◆ **Task description**
Look through the material below and copy exactly the lines from the line with "database over localhost." to the line with "let credentials = match", those two lines included.

(Beginning of Data for this exercise)

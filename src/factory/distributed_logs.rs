//! Required state of a `PgDistributedLogs`: a single-instance Patroni scope
//! with a fluentd collector in front of it.

use std::collections::BTreeMap;
use std::sync::Arc;

use async_trait::async_trait;
use k8s_openapi::api::core::v1::{
    ConfigMap, ConfigMapVolumeSource, Service, ServicePort, ServiceSpec, Volume, VolumeMount,
};
use k8s_openapi::apimachinery::pkg::util::intstr::IntOrString;
use kube::api::DynamicObject;
use kube::ResourceExt;

use super::decorators::{ProfileDecorator, SizingContext, VersionAnnotationDecorator};
use super::patroni::{
    coordination_document, Credentials, Workload, POSTGRES_PORT, SUPERUSER,
};
use super::{env, sidecar, FLUENTD_CONTAINER, FLUENTD_IMAGE, FLUENTD_PORT};
use crate::conciliation::{ContextBuilder, RegistryBuilder, ResourceGenerator, ResourceRegistry};
use crate::crd::instance_profile::PgInstanceProfileSpec;
use crate::crd::shared::{NonProductionOptions, ResourcesSpec};
use crate::crd::{PgDistributedLogs, PgInstanceProfile};
use crate::error::Result;
use crate::helpers::{
    controller_owner_ref, credentials_secret_name, data_checksum, fluentd_name, to_dynamic,
};
use crate::labels;
use crate::resolver::CustomResourceFinder;
use crate::store::{ObjectKey, ObjectStore};
use crate::version::{OperatorVersion, VersionRange};

pub const MANAGED_KINDS: &[&str] = &["StatefulSet", "Service", "ConfigMap", "Endpoints", "Secret"];

const FLUENTD_CONFIG_PATH: &str = "/etc/fluentd";
const FLUENTD_CONFIG_VOLUME: &str = "fluentd-config";

#[derive(Clone, Debug)]
pub struct DistributedLogsContext {
    pub distributed_logs: PgDistributedLogs,
    pub profile: Option<PgInstanceProfile>,
    pub credentials: Credentials,
    pub image: String,
}

impl DistributedLogsContext {
    fn workload(&self) -> Workload<'_> {
        let logs = &self.distributed_logs;
        Workload {
            name: logs.metadata.name.as_deref().unwrap_or_default(),
            namespace: logs.metadata.namespace.as_deref().unwrap_or_default(),
            labels: labels::ownership_labels(logs),
            pod_labels: labels::pod_labels(logs),
            owner: controller_owner_ref(logs),
            instances: 1,
            postgres: &logs.spec.postgres,
            volume: &logs.spec.persistent_volume,
            image: &self.image,
        }
    }

    /// fluentd configuration: accept forwarded records and insert them into
    /// the log database over localhost.
    fn fluentd_config(&self) -> BTreeMap<String, String> {
        let conf = format!(
            r##"<source>
  @type forward
  bind 0.0.0.0
  port {FLUENTD_PORT}
</source>

<match **>
  @type sql
  host 127.0.0.1
  port {POSTGRES_PORT}
  database postgres
  adapter postgresql
  username {SUPERUSER}
  password "#{{ENV['SUPERUSER_PASSWORD']}}"
  <table>
    table log_postgres
    column_mapping 'log_time,user_name,database_name,process_id,connection_from,session_id,error_severity,message,detail,hint,query,cluster_name'
  </table>
</match>
"##
        );
        BTreeMap::from([("fluentd.conf".to_string(), conf)])
    }
}

impl SizingContext for DistributedLogsContext {
    fn profile(&self) -> Option<&PgInstanceProfileSpec> {
        self.profile.as_ref().map(|p| &p.spec)
    }

    fn resources(&self) -> Option<&ResourcesSpec> {
        self.distributed_logs.spec.resources.as_ref()
    }

    fn non_production_options(&self) -> Option<&NonProductionOptions> {
        self.distributed_logs.spec.non_production_options.as_ref()
    }
}

// ── Context assembly ──────────────────────────────────────────────────────────

pub struct DistributedLogsContextBuilder {
    profiles: Arc<dyn CustomResourceFinder<PgInstanceProfile>>,
    store: Arc<dyn ObjectStore>,
    image: String,
}

impl DistributedLogsContextBuilder {
    pub fn new(
        profiles: Arc<dyn CustomResourceFinder<PgInstanceProfile>>,
        store: Arc<dyn ObjectStore>,
        image: impl Into<String>,
    ) -> Self {
        Self {
            profiles,
            store,
            image: image.into(),
        }
    }
}

#[async_trait]
impl ContextBuilder<PgDistributedLogs, DistributedLogsContext> for DistributedLogsContextBuilder {
    async fn build(&self, logs: &PgDistributedLogs) -> Result<DistributedLogsContext> {
        let namespace = logs.namespace().unwrap_or_default();
        let profile = match &logs.spec.instance_profile {
            Some(name) => self.profiles.find(&namespace, name).await?,
            None => None,
        };
        let secret = ObjectKey::new(
            "Secret",
            Some(&namespace),
            &credentials_secret_name(&logs.name_any()),
        );
        let credentials = match self.store.get(&secret).await? {
            Some(live) => Credentials::from_secret(&live)?,
            None => Credentials::generate(),
        };
        Ok(DistributedLogsContext {
            distributed_logs: logs.clone(),
            profile,
            credentials,
            image: self.image.clone(),
        })
    }
}

// ── Generators ────────────────────────────────────────────────────────────────

struct StatefulSetGenerator;

impl ResourceGenerator<DistributedLogsContext> for StatefulSetGenerator {
    fn generate(&self, ctx: &DistributedLogsContext) -> Result<Vec<DynamicObject>> {
        let workload = ctx.workload();
        let mut fluentd = sidecar(
            FLUENTD_CONTAINER,
            FLUENTD_IMAGE,
            vec![env("FLUENTD_CONF", "fluentd.conf")],
            Some(FLUENTD_PORT),
            vec![VolumeMount {
                name: FLUENTD_CONFIG_VOLUME.to_string(),
                mount_path: FLUENTD_CONFIG_PATH.to_string(),
                read_only: Some(true),
                ..Default::default()
            }],
        );
        if let Some(patroni_env) = workload.patroni_container().env {
            // Reuse the secret reference of the superuser password.
            fluentd.env.get_or_insert_with(Vec::new).extend(
                patroni_env
                    .into_iter()
                    .filter(|e| e.name == "PATRONI_SUPERUSER_PASSWORD")
                    .map(|mut e| {
                        e.name = "SUPERUSER_PASSWORD".to_string();
                        e
                    }),
            );
        }
        let volumes = vec![Volume {
            name: FLUENTD_CONFIG_VOLUME.to_string(),
            config_map: Some(ConfigMapVolumeSource {
                name: fluentd_name(workload.name),
                ..Default::default()
            }),
            ..Default::default()
        }];
        // Both the environment and the collector config roll the pods.
        let mut inputs = workload.patroni_env()?;
        inputs.extend(ctx.fluentd_config());
        let checksum = data_checksum(&inputs);
        Ok(vec![workload.statefulset(
            workload.patroni_container(),
            vec![fluentd],
            volumes,
            &checksum,
        )?])
    }
}

struct ServicesGenerator;

impl ResourceGenerator<DistributedLogsContext> for ServicesGenerator {
    fn generate(&self, ctx: &DistributedLogsContext) -> Result<Vec<DynamicObject>> {
        let workload = ctx.workload();
        let fluentd = Service {
            metadata: workload.metadata(fluentd_name(workload.name)),
            spec: Some(ServiceSpec {
                type_: Some("ClusterIP".to_string()),
                selector: Some(labels::role_selector(workload.name, "primary")),
                ports: Some(vec![ServicePort {
                    name: Some(FLUENTD_CONTAINER.to_string()),
                    protocol: Some("TCP".to_string()),
                    port: FLUENTD_PORT,
                    target_port: Some(IntOrString::Int(FLUENTD_PORT)),
                    ..Default::default()
                }]),
                ..Default::default()
            }),
            ..Default::default()
        };
        Ok(vec![
            to_dynamic(&workload.config_service())?,
            to_dynamic(&workload.leader_service(workload.name.to_string()))?,
            to_dynamic(&workload.primary_alias_service())?,
            to_dynamic(&fluentd)?,
        ])
    }
}

struct PatroniEnvGenerator;

impl ResourceGenerator<DistributedLogsContext> for PatroniEnvGenerator {
    fn generate(&self, ctx: &DistributedLogsContext) -> Result<Vec<DynamicObject>> {
        let workload = ctx.workload();
        Ok(vec![to_dynamic(
            &workload.patroni_env_config_map(workload.patroni_env()?),
        )?])
    }
}

struct FluentdConfigGenerator;

impl ResourceGenerator<DistributedLogsContext> for FluentdConfigGenerator {
    fn generate(&self, ctx: &DistributedLogsContext) -> Result<Vec<DynamicObject>> {
        let workload = ctx.workload();
        let config_map = ConfigMap {
            metadata: workload.metadata(fluentd_name(workload.name)),
            data: Some(ctx.fluentd_config()),
            ..Default::default()
        };
        Ok(vec![to_dynamic(&config_map)?])
    }
}

struct PatroniConfigGenerator;

impl ResourceGenerator<DistributedLogsContext> for PatroniConfigGenerator {
    fn generate(&self, ctx: &DistributedLogsContext) -> Result<Vec<DynamicObject>> {
        let document = coordination_document(
            &ctx.distributed_logs.spec.postgres,
            None,
            &BTreeMap::new(),
        );
        Ok(vec![to_dynamic(&ctx.workload().config_endpoints(&document)?)?])
    }
}

struct CredentialsGenerator;

impl ResourceGenerator<DistributedLogsContext> for CredentialsGenerator {
    fn generate(&self, ctx: &DistributedLogsContext) -> Result<Vec<DynamicObject>> {
        Ok(vec![to_dynamic(
            &ctx.workload().credentials_secret(&ctx.credentials),
        )?])
    }
}

pub fn registry(version: OperatorVersion) -> Result<ResourceRegistry<DistributedLogsContext>> {
    RegistryBuilder::new()
        .generator("statefulset", VersionRange::all(), StatefulSetGenerator)
        .generator("services", VersionRange::all(), ServicesGenerator)
        .generator("patroni-env", VersionRange::all(), PatroniEnvGenerator)
        .generator("fluentd-config", VersionRange::all(), FluentdConfigGenerator)
        .generator("patroni-config", VersionRange::all(), PatroniConfigGenerator)
        .generator("credentials", VersionRange::all(), CredentialsGenerator)
        .decorator("instance-profile", VersionRange::all(), ProfileDecorator)
        .decorator(
            "operator-version",
            VersionRange::all(),
            VersionAnnotationDecorator::new(version),
        )
        .build(version)
}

(End of Data for this exercise)

◆ **Your response**
    /// the log database over localhost.
    fn fluentd_config(&self) -> BTreeMap<String, String> {
        let conf = format!(
            r##"<source>
  @type forward
  bind 0.0.0.0
  port {FLUENTD_PORT}
</source>

<match **>
  @type sql
  host 127.0.0.1
  port {POSTGRES_PORT}
  database postgres
  adapter postgresql
  username {SUPERUSER}
  password "#{{ENV['SUPERUSER_PASSWORD']}}"
  <table>
    table log_postgres
    column_mapping 'log_time,user_name,database_name,process_id,connection_from,session_id,error_severity,message,detail,hint,query,cluster_name'
  </table>
</match>
"##
        );
        BTreeMap::from([("fluentd.conf".to_string(), conf)])
    }
}

impl SizingContext for DistributedLogsContext {
    fn profile(&self) -> Option<&PgInstanceProfileSpec> {
        self.profile.as_ref().map(|p| &p.spec)
    }

    fn resources(&self) -> Option<&ResourcesSpec> {
        self.distributed_logs.spec.resources.as_ref()
    }

    fn non_production_options(&self) -> Option<&NonProductionOptions> {
        self.distributed_logs.spec.non_production_options.as_ref()
    }
}

// ── Context assembly ──────────────────────────────────────────────────────────

pub struct DistributedLogsContextBuilder {
    profiles: Arc<dyn CustomResourceFinder<PgInstanceProfile>>,
    store: Arc<dyn ObjectStore>,
    image: String,
}

impl DistributedLogsContextBuilder {
    pub fn new(
        profiles: Arc<dyn CustomResourceFinder<PgInstanceProfile>>,
        store: Arc<dyn ObjectStore>,
        image: impl Into<String>,
    ) -> Self {
        Self {
            profiles,
            store,
            image: image.into(),
        }
    }
}

#[async_trait]
impl ContextBuilder<PgDistributedLogs, DistributedLogsContext> for DistributedLogsContextBuilder {
    async fn build(&self, logs: &PgDistributedLogs) -> Result<DistributedLogsContext> {
        let namespace = logs.namespace().unwrap_or_default();
        let profile = match &logs.spec.instance_profile {
            Some(name) => self.profiles.find(&namespace, name).await?,
            None => None,
        };
        let secret = ObjectKey::new(
            "Secret",
            Some(&namespace),
            &credentials_secret_name(&logs.name_any()),
        );
        let credentials = match self.store.get(&secret).await? {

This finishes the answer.